Existe um perigo real de que a identidade macaense se evapore? Refere que “os detalhes da história de Macau não são partilhados nem ensinados nas escolas locais”, com “muito poucas disciplinas que abordem história macaense, antropologia ou diversidade étnica nos colégios e  universidades locais”. Porque é que acha que isto sucede e qual é o seu impacto?
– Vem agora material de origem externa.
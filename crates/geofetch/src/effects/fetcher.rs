use std::io::Write;
use std::path::{Path, PathBuf};
use std::thread;
use std::time::{Duration, Instant};

use bytes::Bytes;
use geofetch_cache::Cache;
use tempfile::NamedTempFile;

use crate::core::{cache_key, classify, requires_revalidation, retry_delay};
use crate::data::{
    CacheUsage, FetchConfig, FetchOptions, FetchResult, ProgressCallback, Request,
    RequestMetadata, Response, ResultKind,
};
use crate::effects::decoder::Decoder;
use crate::effects::transport::Transport;
use crate::error::{Error, Result};

/// Requests between average-duration reports in debug mode.
const STATS_INTERVAL: u64 = 60;

/// Request count and cumulative duration for one [`Fetcher`].
#[derive(Debug, Clone, Copy, Default, PartialEq, Eq)]
pub struct FetchStats {
    pub requests: u64,
    pub total: Duration,
}

impl FetchStats {
    pub fn average(&self) -> Option<Duration> {
        u32::try_from(self.requests)
            .ok()
            .filter(|&n| n > 0)
            .map(|n| self.total / n)
    }
}

/// The cache orchestrator.
///
/// Owns one transport and is meant to be owned by one worker thread; give
/// every worker its own `Fetcher` and share only the cache bin (through
/// [`FetchOptions::cache`]).
///
/// # Examples
///
/// ```no_run
/// use std::sync::Arc;
/// use geofetch::{FetchConfig, FetchOptions, Fetcher, MemCache, Request};
///
/// let mut fetcher = Fetcher::from_config(FetchConfig::from_env()?)?;
/// let options = FetchOptions::default().cache(Arc::new(MemCache::default()));
///
/// let result = fetcher.fetch(&Request::new("http://tiles.example.com/0/0/0.png"), &options, None);
/// if result.succeeded() {
///     println!("{} bytes, cached: {}", result.value.unwrap_or_default().len(), result.from_cache);
/// }
/// # Ok::<(), geofetch::Error>(())
/// ```
pub struct Fetcher<T: Transport> {
    transport: T,
    config: FetchConfig,
    stats: FetchStats,
}

#[cfg(feature = "reqwest")]
impl Fetcher<crate::effects::http::ReqwestTransport> {
    /// A fetcher over a [`crate::ReqwestTransport`] built from `config`.
    pub fn from_config(config: FetchConfig) -> Result<Self> {
        let transport = crate::effects::http::ReqwestTransport::new(&config)?;
        Ok(Self::new(transport, config))
    }
}

impl<T: Transport> Fetcher<T> {
    pub fn new(transport: T, config: FetchConfig) -> Self {
        Self {
            transport,
            config,
            stats: FetchStats::default(),
        }
    }

    pub fn config(&self) -> &FetchConfig {
        &self.config
    }

    pub fn transport(&self) -> &T {
        &self.transport
    }

    pub fn stats(&self) -> FetchStats {
        self.stats
    }

    pub fn set_user_agent(&mut self, user_agent: impl Into<String>) -> Result<()> {
        let user_agent = user_agent.into();
        self.transport.set_user_agent(&user_agent)?;
        self.config.user_agent = user_agent;
        Ok(())
    }

    pub fn set_timeout(&mut self, timeout: Option<Duration>) -> Result<()> {
        self.transport.set_timeout(timeout)?;
        self.config.timeout = timeout;
        Ok(())
    }

    pub fn set_connect_timeout(&mut self, timeout: Option<Duration>) -> Result<()> {
        self.transport.set_connect_timeout(timeout)?;
        self.config.connect_timeout = timeout;
        Ok(())
    }

    /// Fetch `request`, consulting and updating the cache bin in `options`.
    ///
    /// 1. A cached entry is served as is unless the policy finds it stale or
    ///    its stored `cache-control` says `no-cache`.
    /// 2. Under [`CacheUsage::CacheOnly`] the transport is never called; a
    ///    miss yields a response classified as not found.
    /// 3. A `304` answer touches the entry and keeps serving it.
    /// 4. A `200` live answer is written back when the policy permits writes.
    ///    This is the only path that writes.
    pub fn get(
        &mut self,
        request: &Request,
        options: &FetchOptions,
        progress: Option<&ProgressCallback>,
    ) -> Response {
        let started = Instant::now();
        let url = request.full_url();
        let key = cache_key(&url);
        let bin = options.cache_bin();
        let usage = options.policy.usage;

        let mut candidate = None;
        let mut expired = false;
        if let Some(bin) = bin {
            match bin.read(&key) {
                Ok(Some(record)) => {
                    expired = requires_revalidation(&record.headers)
                        || options.policy.is_expired(record.last_modified);
                    candidate = Some(Response::from_cache_record(record));
                }
                Ok(None) => {}
                Err(e) => tracing::warn!(key = %key, error = %e, "cache read failed, treating as a miss"),
            }
        }

        let response = match candidate {
            Some(hit) if !expired => hit,
            candidate if usage == CacheUsage::CacheOnly => {
                candidate.unwrap_or_else(Response::cache_miss)
            }
            candidate => {
                let remote = self.transport.get(request, options, progress);
                if remote.status() == 304 {
                    if let Some(bin) = bin {
                        touch(bin, &key);
                    }
                    candidate.unwrap_or(remote)
                } else {
                    if remote.is_ok()
                        && usage.writes()
                        && let Some(bin) = bin
                    {
                        store(bin, &key, &remote);
                    }
                    remote
                }
            }
        };

        self.record(&url, &response, started.elapsed());
        response
    }

    /// Fetch `request` and classify the outcome. The value is part 0's bytes.
    pub fn fetch(
        &mut self,
        request: &Request,
        options: &FetchOptions,
        progress: Option<&ProgressCallback>,
    ) -> FetchResult<Bytes> {
        let response = self.get(request, options, progress);
        self.complete(request, response, progress, |response| {
            Ok(response.part(0).map(|part| part.data.clone()).unwrap_or_default())
        })
    }

    /// Fetch `request` and decode part 0 with `decoder`.
    ///
    /// A successful response the decoder declines becomes
    /// [`ResultKind::NoDecoder`]; one it fails on becomes
    /// [`ResultKind::DecodeFailed`].
    pub fn fetch_decoded<D: Decoder>(
        &mut self,
        request: &Request,
        options: &FetchOptions,
        progress: Option<&ProgressCallback>,
        decoder: &D,
    ) -> FetchResult<D::Output> {
        let url = request.full_url();
        let response = self.get(request, options, progress);
        self.complete(request, response, progress, |response| {
            if !decoder.accepts(response.mime_type(), &url) {
                return Err((
                    ResultKind::NoDecoder,
                    format!("Content-Type={}", response.mime_type()),
                ));
            }
            let data = response.part(0).map(|part| &part.data[..]).unwrap_or_default();
            decoder.decode(data).map_err(|e| {
                if self.config.debug {
                    tracing::warn!(url = %url, error = %e, "failed to decode response");
                }
                (ResultKind::DecodeFailed, e.to_string())
            })
        })
    }

    /// [`Fetcher::fetch`], re-issued up to `max_retries` times while the
    /// outcome is recoverable.
    ///
    /// Waits [`retry_delay`] of the armed delay between attempts and resets
    /// `progress` before each one.
    pub fn fetch_with_retry(
        &mut self,
        request: &Request,
        options: &FetchOptions,
        progress: &ProgressCallback,
        max_retries: u32,
    ) -> FetchResult<Bytes> {
        let mut retry_count = 0;
        loop {
            progress.reset();
            let result = self.fetch(request, options, Some(progress));

            match result.retry_after {
                Some(base) if retry_count < max_retries => {
                    let delay = retry_delay(retry_count, base);
                    tracing::debug!(
                        url = %result.metadata.url,
                        kind = %result.kind,
                        retry = retry_count + 1,
                        delay_ms = delay.as_millis() as u64,
                        "retrying recoverable failure"
                    );
                    thread::sleep(delay);
                    retry_count += 1;
                }
                _ => return result,
            }
        }
    }

    /// Fetch `url` without caching and write its body to `path`.
    ///
    /// Multipart responses contribute part 1, others part 0. The file is
    /// replaced atomically.
    pub fn download(&mut self, url: &str, path: impl AsRef<Path>) -> Result<PathBuf> {
        let path = path.as_ref();
        let response = self.get(&Request::new(url), &FetchOptions::default(), None);

        if !response.is_ok() {
            return Err(Error::Fetch {
                url: url.to_string(),
                kind: classify(&response).kind,
                code: response.status(),
            });
        }

        let index = if response.parts().len() > 1 { 1 } else { 0 };
        let part = response.part(index).ok_or_else(|| Error::EmptyResponse {
            url: url.to_string(),
        })?;

        let write_err = |source| Error::Write {
            path: path.to_path_buf(),
            source,
        };
        let dir = match path.parent() {
            Some(parent) if !parent.as_os_str().is_empty() => parent,
            _ => Path::new("."),
        };
        let mut staged = NamedTempFile::new_in(dir).map_err(write_err)?;
        staged.write_all(&part.data).map_err(write_err)?;
        staged.persist(path).map_err(|e| write_err(e.error))?;

        tracing::info!(url, path = %path.display(), bytes = part.size(), "downloaded");
        Ok(path.to_path_buf())
    }

    fn complete<V, F>(
        &self,
        request: &Request,
        response: Response,
        progress: Option<&ProgressCallback>,
        decode: F,
    ) -> FetchResult<V>
    where
        F: FnOnce(&Response) -> std::result::Result<V, (ResultKind, String)>,
    {
        let classification = classify(&response);
        let mut kind = classification.kind;
        let mut value = None;
        let mut error_detail = None;
        let mut retry_after = None;

        if kind == ResultKind::Ok {
            match decode(&response) {
                Ok(decoded) => value = Some(decoded),
                Err((failed, detail)) => {
                    kind = failed;
                    error_detail = Some(detail);
                }
            }
        } else {
            if !response.parts().is_empty() {
                let body = response.part_as_string(0);
                if self.config.debug {
                    tracing::warn!(url = %request.full_url(), body = %body, "server reports");
                }
                error_detail = Some(body);
            }

            if classification.recoverable {
                let delay = self.config.retry_delay;
                retry_after = Some(delay);
                if let Some(progress) = progress {
                    progress.arm_retry(delay);
                    progress.cancel();
                    if response.status() == 503 {
                        progress.set_message("Server deferral");
                    }
                }
                if self.config.debug {
                    tracing::info!(url = %request.full_url(), %kind, "recoverable error");
                }
            }
        }

        FetchResult {
            kind,
            value,
            error_detail,
            retry_after,
            metadata: RequestMetadata::describe(request, &response),
            from_cache: response.from_cache(),
            last_modified: response.last_modified(),
            duration: response.duration(),
            response,
        }
    }

    fn record(&mut self, url: &str, response: &Response, elapsed: Duration) {
        self.stats.requests += 1;
        self.stats.total += elapsed;

        let elapsed_ms = elapsed.as_millis() as u64;
        if self.config.debug {
            tracing::info!(
                url,
                status = response.status(),
                from_cache = response.from_cache(),
                elapsed_ms,
                "GET"
            );
            if self.stats.requests % STATS_INTERVAL == 0
                && let Some(average) = self.stats.average()
            {
                tracing::info!(
                    requests = self.stats.requests,
                    average_ms = average.as_millis() as u64,
                    "average request duration"
                );
            }
        } else {
            tracing::debug!(
                url,
                status = response.status(),
                from_cache = response.from_cache(),
                elapsed_ms,
                "GET"
            );
        }
    }
}

fn touch(bin: &dyn Cache, key: &str) {
    match bin.touch(key) {
        Ok(true) => tracing::debug!(key, "not modified, cache entry refreshed"),
        Ok(false) => tracing::debug!(key, "not modified, but no cache entry to refresh"),
        Err(e) => tracing::warn!(key, error = %e, "cache touch failed"),
    }
}

fn store(bin: &dyn Cache, key: &str, response: &Response) {
    let mut headers = response.headers().clone();
    if !headers.contains("content-type") && !response.mime_type().is_empty() {
        headers.insert("content-type", response.mime_type());
    }
    let data = response.part(0).map(|part| &part.data[..]).unwrap_or_default();

    if let Err(e) = bin.write(key, data, &headers) {
        tracing::warn!(key, error = %e, "cache write failed");
    }
}
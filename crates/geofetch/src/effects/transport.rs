use std::time::Duration;

use crate::data::{FetchOptions, ProgressCallback, Request, Response};
use crate::error::Result;

/// Blocking HTTP GET capability.
///
/// A transport is owned by one worker at a time; it is `Send` so it can be
/// handed to a thread, but never shared between threads.
///
/// # Contract
///
/// `get` never fails: DNS errors, refused connections, timeouts and
/// cancellation are reported as a [`Response`] with status `0` and a
/// message. Implementations must
///
/// - apply the proxy from `options`, else their configured or environment
///   proxy,
/// - send basic-auth credentials registered for the request URL,
/// - stop reading once `progress` reports cancellation,
/// - fill in MIME type and last-modified time from the response headers,
/// - split `multipart/*` bodies into parts.
///
/// # Implementations
///
/// - [`crate::ReqwestTransport`]: production implementation using `reqwest`
/// - Scripted implementations for testing
pub trait Transport: Send {
    fn get(
        &self,
        request: &Request,
        options: &FetchOptions,
        progress: Option<&ProgressCallback>,
    ) -> Response;

    fn set_user_agent(&mut self, _user_agent: &str) -> Result<()> {
        Ok(())
    }

    fn set_timeout(&mut self, _timeout: Option<Duration>) -> Result<()> {
        Ok(())
    }

    fn set_connect_timeout(&mut self, _timeout: Option<Duration>) -> Result<()> {
        Ok(())
    }
}

impl<T: Transport + ?Sized> Transport for Box<T> {
    fn get(
        &self,
        request: &Request,
        options: &FetchOptions,
        progress: Option<&ProgressCallback>,
    ) -> Response {
        (**self).get(request, options, progress)
    }

    fn set_user_agent(&mut self, user_agent: &str) -> Result<()> {
        (**self).set_user_agent(user_agent)
    }

    fn set_timeout(&mut self, timeout: Option<Duration>) -> Result<()> {
        (**self).set_timeout(timeout)
    }

    fn set_connect_timeout(&mut self, timeout: Option<Duration>) -> Result<()> {
        (**self).set_connect_timeout(timeout)
    }
}
//! Keyed cache bins for fetched tiles and objects.
//!
//! # Architecture
//!
//! - `headers.rs` - Case-insensitive metadata map stored beside each body
//! - `lru.rs` - Bounded least-recently-used container
//! - `bin.rs` - The [`Cache`] capability consumed by the fetch orchestrator
//! - `memory.rs` - In-process bin over [`LruCache`]
//! - `file.rs` - On-disk bin with atomic record placement
//!
//! Bins are shared between worker threads, so every implementation is
//! `Send + Sync`. Concurrent writes to one key are last-writer-wins.

pub use bin::{Cache, CacheRecord};
pub use error::{Error, Result};
pub use file::FileCache;
pub use headers::Headers;
pub use lru::LruCache;
pub use memory::MemCache;

mod bin;
mod error;
mod file;
mod headers;
mod lru;
mod memory;
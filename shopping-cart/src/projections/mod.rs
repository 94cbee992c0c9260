//! Read models derived from shopping cart events.
//!
//! Three independently shaped views share one projection store, each under its
//! own key prefix:
//!
//! - [`ShoppingCartDetails`] (`cart_details:{cart}`): the full cart
//! - [`ShoppingCartShortInfo`] (`cart_short_info:{cart}`): totals of pending carts only
//! - [`ClientShoppingSummary`] (`client_summary:{client}`): per-client counts and
//!   amounts, routed through `client_cart:{cart}` index rows
//!
//! All three are rebuilt from the event log with
//! [`ProjectionEngine::rebuild`](composable_es_projections::ProjectionEngine::rebuild).

pub mod client_summary;
pub mod details;
pub mod short_info;

pub use client_summary::{ClientCart, ClientShoppingSummary, ClientShoppingSummaryProjection};
pub use details::{ShoppingCartDetails, ShoppingCartDetailsProjection};
pub use short_info::{ShoppingCartShortInfo, ShoppingCartShortInfoProjection};

use crate::cart::ShoppingCart;
use crate::events::ShoppingCartEvent;
use crate::types::{ClientId, ShoppingCartId};
use composable_es_core::aggregate::Aggregate;
use composable_es_core::projection::{ProjectionError, ProjectionStore, Result};
use composable_es_projections::{ProjectionEngine, ReadModelTable};
use std::fmt;
use std::sync::Arc;

/// The row stored under `key` cannot hold the totals an event adds up to.
fn overflow(key: &str) -> ProjectionError {
    ProjectionError::EventProcessing(format!("Totals of {key} overflow"))
}

/// The row stored under `key` holds less than an event takes out of it.
fn contradiction(key: &str, detail: impl fmt::Display) -> ProjectionError {
    ProjectionError::Contradiction(format!("{key}: {detail}"))
}

/// Query side of the shopping cart read models.
///
/// # Example
///
/// ```ignore
/// let read_models = ShoppingCartReadModels::new(Arc::new(InMemoryProjectionStore::new()));
/// let engine = Arc::new(read_models.engine());
///
/// // ... run commands through a service built with `engine` ...
///
/// let details = read_models.details(&cart_id).await?;
/// ```
pub struct ShoppingCartReadModels<S> {
    store: Arc<S>,
    details: ReadModelTable<S, ShoppingCartDetails>,
    short_info: ReadModelTable<S, ShoppingCartShortInfo>,
    summaries: ReadModelTable<S, ClientShoppingSummary>,
}

impl<S> ShoppingCartReadModels<S>
where
    S: ProjectionStore + 'static,
{
    /// Read models stored in `store`.
    #[must_use]
    pub fn new(store: Arc<S>) -> Self {
        Self {
            details: ReadModelTable::new(Arc::clone(&store), details::PREFIX),
            short_info: ReadModelTable::new(Arc::clone(&store), short_info::PREFIX),
            summaries: ReadModelTable::new(Arc::clone(&store), client_summary::PREFIX),
            store,
        }
    }

    /// The backing projection store.
    #[must_use]
    pub const fn store(&self) -> &Arc<S> {
        &self.store
    }

    /// An engine with every cart projection registered, rebuilding from
    /// shopping cart streams only.
    #[must_use]
    pub fn engine(&self) -> ProjectionEngine<ShoppingCartEvent> {
        ProjectionEngine::new()
            .with_stream_category(ShoppingCart::KIND)
            .with_projection(ShoppingCartDetailsProjection::new(Arc::clone(&self.store)))
            .with_projection(ShoppingCartShortInfoProjection::new(Arc::clone(&self.store)))
            .with_projection(ClientShoppingSummaryProjection::new(Arc::clone(&self.store)))
    }

    /// Details of a cart.
    ///
    /// # Errors
    ///
    /// Returns a [`ProjectionError`](composable_es_core::projection::ProjectionError)
    /// if the store fails or the row cannot be decoded.
    pub async fn details(&self, cart_id: &ShoppingCartId) -> Result<Option<ShoppingCartDetails>> {
        self.details.load(cart_id).await
    }

    /// Short info of a pending cart; `None` once the cart is closed.
    ///
    /// # Errors
    ///
    /// As [`ShoppingCartReadModels::details`].
    pub async fn short_info(&self, cart_id: &ShoppingCartId) -> Result<Option<ShoppingCartShortInfo>> {
        self.short_info.load(cart_id).await
    }

    /// Summary of a client's carts.
    ///
    /// # Errors
    ///
    /// As [`ShoppingCartReadModels::details`].
    pub async fn client_summary(&self, client_id: &ClientId) -> Result<Option<ClientShoppingSummary>> {
        self.summaries.load(client_id).await
    }
}

impl<S> std::fmt::Debug for ShoppingCartReadModels<S> {
    fn fmt(&self, f: &mut std::fmt::Formatter<'_>) -> std::fmt::Result {
        f.debug_struct("ShoppingCartReadModels").finish_non_exhaustive()
    }
}
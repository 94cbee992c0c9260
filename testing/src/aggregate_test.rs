//! Ergonomic testing utilities for aggregates
//!
//! This module provides a fluent API for testing command behaviours with
//! readable Given-When-Then syntax: given a history, when a behaviour runs,
//! then it records these events (or is rejected).

#![allow(clippy::module_name_repetitions)] // AggregateTest is the natural name

use composable_es_core::aggregate::{Aggregate, AggregateRoot};
use composable_es_core::stream::StreamId;

/// Type alias for the behaviour under test
type Behaviour<A> =
    Box<dyn FnOnce(&A) -> Result<<A as Aggregate>::Event, <A as Aggregate>::Rejection>>;

/// Type alias for state assertion functions
type StateAssertion<A> = Box<dyn FnOnce(&A)>;

/// Type alias for recorded-event assertion functions
type EventAssertion<A> = Box<dyn FnOnce(&[<A as Aggregate>::Event])>;

/// Type alias for rejection assertion functions
type RejectionAssertion<A> = Box<dyn FnOnce(&<A as Aggregate>::Rejection)>;

/// Fluent API for testing aggregates with Given-When-Then syntax
///
/// # Example
///
/// ```ignore
/// use composable_es_testing::AggregateTest;
///
/// AggregateTest::<ShoppingCart>::new()
///     .given(vec![opened(cart_id, client_id)])
///     .when(move |cart| cart.cancel(now))
///     .then_events(|events| {
///         assert!(matches!(events, [ShoppingCartEvent::Canceled { .. }]));
///     })
///     .then_state(|cart| {
///         assert!(cart.is_closed());
///     })
///     .run();
/// ```
pub struct AggregateTest<A: Aggregate> {
    history: Vec<A::Event>,
    behaviour: Option<Behaviour<A>>,
    state_assertions: Vec<StateAssertion<A>>,
    event_assertions: Vec<EventAssertion<A>>,
    rejection_assertions: Vec<RejectionAssertion<A>>,
}

impl<A: Aggregate> AggregateTest<A> {
    /// Create a new aggregate test starting from an empty history
    #[must_use]
    pub const fn new() -> Self {
        Self {
            history: Vec::new(),
            behaviour: None,
            state_assertions: Vec::new(),
            event_assertions: Vec::new(),
            rejection_assertions: Vec::new(),
        }
    }

    /// Set the prior history (Given)
    #[must_use]
    pub fn given(mut self, events: Vec<A::Event>) -> Self {
        self.history = events;
        self
    }

    /// Set the behaviour to run against the replayed state (When)
    #[must_use]
    pub fn when<F>(mut self, behaviour: F) -> Self
    where
        F: FnOnce(&A) -> Result<A::Event, A::Rejection> + 'static,
    {
        self.behaviour = Some(Box::new(behaviour));
        self
    }

    /// Add an assertion about the state after the behaviour (Then)
    #[must_use]
    pub fn then_state<F>(mut self, assertion: F) -> Self
    where
        F: FnOnce(&A) + 'static,
    {
        self.state_assertions.push(Box::new(assertion));
        self
    }

    /// Add an assertion about the recorded events (Then)
    ///
    /// Implies the behaviour must succeed.
    #[must_use]
    pub fn then_events<F>(mut self, assertion: F) -> Self
    where
        F: FnOnce(&[A::Event]) + 'static,
    {
        self.event_assertions.push(Box::new(assertion));
        self
    }

    /// Add an assertion about the rejection (Then)
    ///
    /// Implies the behaviour must be rejected.
    #[must_use]
    pub fn then_rejected<F>(mut self, assertion: F) -> Self
    where
        F: FnOnce(&A::Rejection) + 'static,
    {
        self.rejection_assertions.push(Box::new(assertion));
        self
    }

    /// Run the test and execute all assertions
    ///
    /// # Panics
    ///
    /// Panics if no behaviour is set, if the outcome (accepted or rejected)
    /// differs from what the assertions expect, or if any assertion fails.
    #[allow(clippy::panic)] // Test code can panic
    #[allow(clippy::expect_used)] // Test code can use expect
    pub fn run(self) {
        let behaviour = self
            .behaviour
            .expect("Behaviour must be set with when()");

        let mut root = AggregateRoot::<A>::new(StreamId::new(A::KIND));
        for event in self.history {
            root.record(event);
        }
        root.take_pending();

        match root.execute(behaviour) {
            Ok(()) => {
                assert!(
                    self.rejection_assertions.is_empty(),
                    "Expected the behaviour to be rejected, but it recorded {:?}",
                    root.pending_events()
                );
                for assertion in self.event_assertions {
                    assertion(root.pending_events());
                }
            }
            Err(rejection) => {
                assert!(
                    self.event_assertions.is_empty(),
                    "Expected the behaviour to record events, but it was rejected: {rejection}"
                );
                assert!(
                    root.pending_events().is_empty(),
                    "A rejected behaviour must not record events"
                );
                for assertion in self.rejection_assertions {
                    assertion(&rejection);
                }
            }
        }

        for assertion in self.state_assertions {
            assertion(root.state());
        }
    }
}

impl<A: Aggregate> Default for AggregateTest<A> {
    fn default() -> Self {
        Self::new()
    }
}

#[cfg(test)]
mod tests {
    use super::*;
    use composable_es_core::event::Event;
    use serde::{Deserialize, Serialize};
    use thiserror::Error;

    #[derive(Clone, Debug, PartialEq, Serialize, Deserialize)]
    enum LampEvent {
        SwitchedOn,
        SwitchedOff,
    }

    impl Event for LampEvent {
        const EVENT_TYPES: &'static [&'static str] = &["SwitchedOn.v1", "SwitchedOff.v1"];

        fn event_type(&self) -> &'static str {
            match self {
                LampEvent::SwitchedOn => "SwitchedOn.v1",
                LampEvent::SwitchedOff => "SwitchedOff.v1",
            }
        }
    }

    #[derive(Debug, Error, PartialEq)]
    enum LampError {
        #[error("lamp is already on")]
        AlreadyOn,
    }

    #[derive(Clone, Debug, Default)]
    struct Lamp {
        on: bool,
    }

    impl Aggregate for Lamp {
        type Event = LampEvent;
        type Id = u8;
        type Rejection = LampError;

        const KIND: &'static str = "lamp";

        fn initial() -> Self {
            Self::default()
        }

        fn apply(&mut self, event: &LampEvent) {
            self.on = matches!(event, LampEvent::SwitchedOn);
        }
    }

    fn switch_on(lamp: &Lamp) -> Result<LampEvent, LampError> {
        if lamp.on {
            Err(LampError::AlreadyOn)
        } else {
            Ok(LampEvent::SwitchedOn)
        }
    }

    #[test]
    fn accepted_behaviour_records_one_event() {
        AggregateTest::<Lamp>::new()
            .given(vec![LampEvent::SwitchedOn, LampEvent::SwitchedOff])
            .when(switch_on)
            .then_events(|events| assert_eq!(events, [LampEvent::SwitchedOn]))
            .then_state(|lamp| assert!(lamp.on))
            .run();
    }

    #[test]
    fn rejected_behaviour_keeps_the_state() {
        AggregateTest::<Lamp>::new()
            .given(vec![LampEvent::SwitchedOn])
            .when(switch_on)
            .then_rejected(|error| assert_eq!(error, &LampError::AlreadyOn))
            .then_state(|lamp| assert!(lamp.on))
            .run();
    }

    #[test]
    #[should_panic(expected = "Expected the behaviour to be rejected")]
    fn expecting_a_rejection_that_does_not_happen_fails() {
        AggregateTest::<Lamp>::new()
            .when(switch_on)
            .then_rejected(|_| {})
            .run();
    }
}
Sim, existe o perigo de que a identidade macaense se evapore, porque as associações que supostamente defendem a comunidade global não o fazem. Embora a informação e os dados históricos estejam disponíveis em arquivos do governo, as associações macaenses em Macau não solicitaram ao Instituto Cultural que os disponibilizasse a académicos locais e internacionais, ou pedisse a sua incorporação nos currículos escolares e universitários locais, ou os publicasse em revistas académicas ou livros – as minhas muitas visitas a Macau e discussões com representantes das entidades culturais e das associações confirmaram ser este o caso. Se essas associações estivessem realmente preocupadas em ‘preservar a cultura macaense’, trabalhariam colectivamente para garantir que a história da sua própria comunidade fosse preservada e digitalizada e, então, apoiariam o estudo dessa história. Sem esta preservação, as questões de identidade permanecem num limbo porque poucas pessoas dentro e fora de Macau podem ler sobre a sua história.

Faz algumas críticas aos Encontros das Comunidades Macaenses, mencionando questões de financiamento e também o facto de se dirigirem a um público envelhecido, com um toque nostálgico. O que pode ser melhorado? 

Como afirmei antes, uma melhor comunicação com os jovens macaenses internacionais no mundo dos negócios é um bom ponto de partida. Esta não é apenas uma questão comercial ou económica, mas também cultural, política e social. Deixei claro às associações que eu e os meus pares estamos dispostos a trabalhar com elas numa nova estratégia. Estamos à espera de uma resposta.